Jesus knows that they are not spiritually mature, and that they cannot yet bear everything He has to tell them. He has brought them along the road to being true apostles as far as the Father has willed, and the rest of the way they will be guided by the Holy Spirit. He will bring them to “all truth”. There will be no break in continuity;. Christ already told the apostles that He only does and says what He has learned from the Father. Now, Jesus says that the Holy Spirit in turn will do the same, speaking what He has heard and passing on what comes from Christ.

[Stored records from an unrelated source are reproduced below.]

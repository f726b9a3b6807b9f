//! Shared utilities for commands
//!
//! This module contains:
//! - `load_config` - Layered configuration with CLI flag overrides
//! - `open_store` - Open the persisted quota store

use std::path::Path;
use std::sync::Arc;

use anyhow::{Context, Result};
use insurai_core::config::default_state_path;
use insurai_core::{AppConfig, QuotaStore, SqliteQuotaStore};

/// Load configuration, then apply `--api-url` and `--password`
pub fn load_config(
    config_path: Option<&Path>,
    api_url: Option<&str>,
    password: Option<&str>,
) -> Result<AppConfig> {
    let mut config = AppConfig::load(config_path).context("Failed to load configuration")?;
    if let Some(url) = api_url {
        config.set_api_url(url);
    }
    if let Some(password) = password {
        config.set_demo_password(password);
    }
    Ok(config)
}

/// Open the quota store at `--db`, or the default state path
pub fn open_store(db_path: Option<&Path>) -> Result<Arc<dyn QuotaStore>> {
    let path = match db_path {
        Some(path) => path.to_path_buf(),
        None => default_state_path()
            .context("Could not determine a data directory; pass --db explicitly")?,
    };
    let store = SqliteQuotaStore::open(&path)
        .with_context(|| format!("Failed to open quota store at {}", path.display()))?;
    Ok(Arc::new(store))
}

There is no division or contradiction in the Trinity, as we are reminded in the priest’s secret prayer today which says that by participating in the Eucharist – the Body and Blood of Christ – we partake in the One Supreme Godhead. Both the Son and the Spirit proceed from the Father; and as St James tells us in the epistle, every good and perfect gift comes down from the Father with whom there is no change nor shadow of alteration.
At Pentecost we celebrate the coming of the Holy Spirit which happened long ago, but each time we celebrate Pentecost we relive that first coming with the Apostles, and have the opportunity to strengthen our own relationship with Him. The Paraclete is with us always, guiding us and teaching us through the Scriptures, through the Magisterium, and through our own experience of God in prayer and in the world around us. The Spirit is not visible, as Jesus was during His time on earth, so we have to be particularly attentive. St James says we need to be swift to listen and to receive the “ingrafted Word which can save our souls.” He says we should do this especially when we are moved to act by anger, although the same could be said of any strong passion. When we let ourselves be carried away by our feelings, we can easily act in a way not in agreement with our Christian vocation.
As we approach Pentecost, let us examine our lives to see where we most need the Holy Spirit’s help to be more Christlike, and let us begin to renew our attitude of openness and obedience to the Holy Spirit’s work in our lives. May we know and live the one, unchanging Truth, so that – in the words of the Collect prayer – “amid the changes of the world, our hearts may be there fixed where true joys are to be found.”